1 The effect of 13‐hydroxylinoleic acid (13‐HODE) on changes in blood pressure in the rat was measured. 2 13‐HODE (0.1 −100 μg kg −1 ) had no direct eifect on blood pressure in the rat and had no eifect on histamine (0.1–1000 μg kg −1 ‐induced changes in blood pressure. In contrast, it was found that 13‐HODE itself induced a decrease in diastolic arterial blood pressure when it was injected intravenously after either a single dose of histamine (10, 100 or 1000 μg kg −1 ) or after a dose‐response curve of histamine (0.1–1000 μg kg −1 ). 3 This hypotensive eifect of 13‐HODE was not observed after administration of the endothelium‐dependent vasodilator, acetylcholine (0.1–10 μg kg −1 ), the endothelium‐independent vasodilator, sodium nitroprusside (0.1–100 μg kg −1 ) or the inflammatory mediator, leukotriene B 4 (0.1–300 μg kg −1 ).
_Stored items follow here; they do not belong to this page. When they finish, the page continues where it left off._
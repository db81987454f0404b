//! Repository modules implementing store operations for Audito entities.
//!
//! Each module adds methods to `AuditoService` via `impl AuditoService` blocks.

pub mod audit;
pub mod checklist;
pub mod user;
use axum::Json;
use serde_json::{Value, json};

pub async fn health() -> Json<Value> {
    Json(json!({ "ok": true }))
}
//! Bearer-token extractor.

use audito_core::identity::AuthIdentity;
use axum::extract::FromRequestParts;
use axum::http::header::AUTHORIZATION;
use axum::http::request::Parts;

use crate::error::ApiError;
use crate::state::AppState;

/// The authenticated caller. Handlers that take this reject requests without
/// a valid `Authorization: Bearer <token>` header.
#[derive(Debug, Clone)]
pub struct AuthUser(pub AuthIdentity);

impl AuthUser {
    #[must_use]
    pub fn user_id(&self) -> &str {
        &self.0.user_id
    }
}

impl FromRequestParts<AppState> for AuthUser {
    type Rejection = ApiError;

    async fn from_request_parts(parts: &mut Parts, state: &AppState) -> Result<Self, ApiError> {
        let header = parts
            .headers
            .get(AUTHORIZATION)
            .ok_or(ApiError::MissingToken)?;
        let token = bearer_token(header.to_str().unwrap_or_default())
            .ok_or_else(|| ApiError::InvalidToken("malformed authorization header".into()))?;
        let claims = state.keys.verify(token)?;
        Ok(Self(claims.to_identity()))
    }
}

/// The token part of `Bearer <token>`. The scheme is matched case-insensitively.
fn bearer_token(value: &str) -> Option<&str> {
    let (scheme, token) = value.trim().split_once(' ')?;
    let token = token.trim();
    (scheme.eq_ignore_ascii_case("bearer") && !token.is_empty()).then_some(token)
}
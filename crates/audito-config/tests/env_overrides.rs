use std::path::PathBuf;

use audito_config::{AuditoConfig, LOCAL_CONFIG_FILE};
use figment::Jail;
use pretty_assertions::assert_eq;

#[test]
fn prefixed_env_maps_to_nested_sections() {
    Jail::expect_with(|jail| {
        jail.clear_env();
        jail.set_env("AUDITO_SERVER__PORT", "5050");
        jail.set_env("AUDITO_AUTH__JWT_SECRET", "env-secret");
        jail.set_env("AUDITO_STORAGE__DATA_DIR", "/tmp/audito-data");

        let config = AuditoConfig::load().expect("config loads");
        assert_eq!(config.server.port, 5050);
        assert_eq!(config.auth.jwt_secret, "env-secret");
        assert_eq!(config.storage.data_dir, PathBuf::from("/tmp/audito-data"));
        Ok(())
    });
}

#[test]
fn legacy_unprefixed_env_is_honored() {
    Jail::expect_with(|jail| {
        jail.clear_env();
        jail.set_env("PORT", "4100");
        jail.set_env("JWT_SECRET", "legacy-secret");
        jail.set_env("DATA_DIR", "/srv/data");
        jail.set_env("FRONTEND_URL", "http://localhost:5173");

        let config = AuditoConfig::load().expect("config loads");
        assert_eq!(config.server.port, 4100);
        assert_eq!(config.auth.jwt_secret, "legacy-secret");
        assert_eq!(config.storage.data_dir, PathBuf::from("/srv/data"));
        assert_eq!(config.server.frontend_url, "http://localhost:5173");
        Ok(())
    });
}

#[test]
fn legacy_env_beats_prefixed_env_and_file() {
    Jail::expect_with(|jail| {
        jail.clear_env();
        jail.create_file(LOCAL_CONFIG_FILE, "[server]\nport = 7000\n")?;
        jail.set_env("AUDITO_SERVER__PORT", "7100");
        jail.set_env("PORT", "7200");

        let config = AuditoConfig::load().expect("config loads");
        assert_eq!(config.server.port, 7200);
        Ok(())
    });
}

#[test]
fn prefixed_env_beats_file() {
    Jail::expect_with(|jail| {
        jail.clear_env();
        jail.create_file(LOCAL_CONFIG_FILE, "[server]\nport = 7000\n")?;
        jail.set_env("AUDITO_SERVER__PORT", "7100");

        let config = AuditoConfig::load().expect("config loads");
        assert_eq!(config.server.port, 7100);
        Ok(())
    });
}

#[test]
fn zero_port_from_env_can_be_overridden_before_validation() {
    Jail::expect_with(|jail| {
        jail.clear_env();
        jail.set_env("PORT", "0");

        let mut config = AuditoConfig::load().expect("config loads");
        assert!(config.validate().is_err());

        config.server.port = 8080;
        assert!(config.validate().is_ok());
        Ok(())
    });
}
//! ID prefixes and random ID generation.
//!
//! IDs look like `aud-a3f8b2c1`: a short entity prefix, a dash, and 8 lowercase
//! hex characters from the OS random source.

use crate::errors::CoreError;

pub const PREFIX_AUDIT: &str = "aud";
pub const PREFIX_USER: &str = "usr";

/// Generate a prefixed random ID, e.g. `"usr-0c1d9e2f"`.
///
/// # Errors
///
/// Returns `CoreError::Random` if the OS random source fails.
pub fn generate_id(prefix: &str) -> Result<String, CoreError> {
    let mut bytes = [0u8; 4];
    getrandom::fill(&mut bytes).map_err(|e| CoreError::Random(e.to_string()))?;
    let hex: String = bytes.iter().map(|b| format!("{b:02x}")).collect();
    Ok(format!("{prefix}-{hex}"))
}
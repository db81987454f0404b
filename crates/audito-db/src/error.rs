//! Store error types for audito-db.

use std::path::PathBuf;

use thiserror::Error;

/// Errors from record store operations.
#[derive(Debug, Error)]
pub enum DatabaseError {
    /// Filesystem read/write failed.
    #[error("I/O error on {path}: {source}")]
    Io {
        path: PathBuf,
        #[source]
        source: std::io::Error,
    },

    /// A data file exists but does not contain the expected JSON document.
    #[error("Corrupt data file {path}: {reason}")]
    Corrupt { path: PathBuf, reason: String },

    /// A uniqueness rule was violated (e.g. duplicate email).
    #[error("Conflict: {0}")]
    Conflict(String),

    /// Every freshly drawn ID was already in use.
    #[error("No unused ID after {0} attempts")]
    IdExhausted(usize),

    /// Input rejected before touching storage.
    #[error("Invalid input: {0}")]
    Invalid(String),

    /// A blocking worker (password hashing) panicked or was cancelled.
    #[error("Background task failed: {0}")]
    Background(String),

    /// Error bubbled up from a core helper (ID generation).
    #[error(transparent)]
    Core(#[from] audito_core::errors::CoreError),

    /// Error bubbled up from password hashing.
    #[error(transparent)]
    Auth(#[from] audito_auth::AuthError),
}

impl DatabaseError {
    pub(crate) fn io(path: impl Into<PathBuf>, source: std::io::Error) -> Self {
        Self::Io {
            path: path.into(),
            source,
        }
    }
}
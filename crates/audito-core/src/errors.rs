//! Cross-cutting error types for Audito.
//!
//! Domain-specific errors (`DatabaseError`, `AuthError`, `RenderError`) live in
//! their own crates. They converge into `ApiError` in `audito-server`.

use thiserror::Error;

/// Errors raised by core helpers.
#[derive(Debug, Error)]
pub enum CoreError {
    /// Random source unavailable while generating an ID.
    #[error("Random source unavailable: {0}")]
    Random(String),
}
use audito_core::identity::AuthIdentity;
use serde::{Deserialize, Serialize};

/// Claims carried by an Audito bearer token.
#[derive(Debug, Clone, Serialize, Deserialize, PartialEq, Eq)]
pub struct AuditoClaims {
    /// User ID.
    pub sub: String,
    /// Issued-at, seconds since the epoch.
    pub iat: i64,
    /// Expiry, seconds since the epoch.
    pub exp: i64,
}

impl AuditoClaims {
    /// Convert to a lightweight `AuthIdentity` for cross-crate passing.
    #[must_use]
    pub fn to_identity(&self) -> AuthIdentity {
        AuthIdentity {
            user_id: self.sub.clone(),
        }
    }
}
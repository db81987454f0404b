use thiserror::Error;

/// Failure inside the document encoder. Never caused by audit content.
#[derive(Debug, Error)]
pub enum RenderError {
    #[error("font setup failed: {0}")]
    Font(String),

    #[error("document encoding failed: {0}")]
    Encoding(String),
}
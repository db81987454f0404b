use thiserror::Error;

#[derive(Debug, Error)]
pub enum AuthError {
    #[error("invalid token: {0}")]
    InvalidToken(String),

    #[error("token expired")]
    TokenExpired,

    #[error("token signing failed: {0}")]
    Signing(String),

    #[error("password hashing failed: {0}")]
    Hashing(String),
}
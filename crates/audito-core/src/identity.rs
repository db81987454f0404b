use schemars::JsonSchema;
use serde::{Deserialize, Serialize};

/// Lightweight authenticated user identity for cross-crate passing.
///
/// Produced by `audito-auth` from a verified bearer token and consumed by the
/// HTTP layer to scope listings and stamp `createdBy`.
#[derive(Debug, Clone, Serialize, Deserialize, JsonSchema, PartialEq, Eq)]
pub struct AuthIdentity {
    /// User ID (from the JWT `sub` claim).
    pub user_id: String,
}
However, prior injection of bradykinin (0.1–100 μg kg −1 ) allowed a dose‐dependent hypotensive effect of 13‐HODE to be revealed. 4 The hypotensive effect of 13‐HODE after histamine and bradykinin could be inhibited by neonatal capsaicin treatment of the rats (50 mg kg −1 , s.c. on day 1 and 2 after birth). 5 Ruthenium red (120 μg kg −1 min −1 ), an inhibitor of excitatory effects on sensory nerves, and the CGRP antagonist, CGRP 8.37 (1–3 μg kg −1 min −1 ) also inhibited the hypotensive effect of 13‐HODE. 6 It is concluded that the hypotensive effect of 13‐HODE in the rat after histamine and bradykinin is due to the release of a CGRP‐like substance from sensory nerves. These results highlight the possibility that endogenous 13‐HODE could be involved in the neurogenic regulation of blood pressure.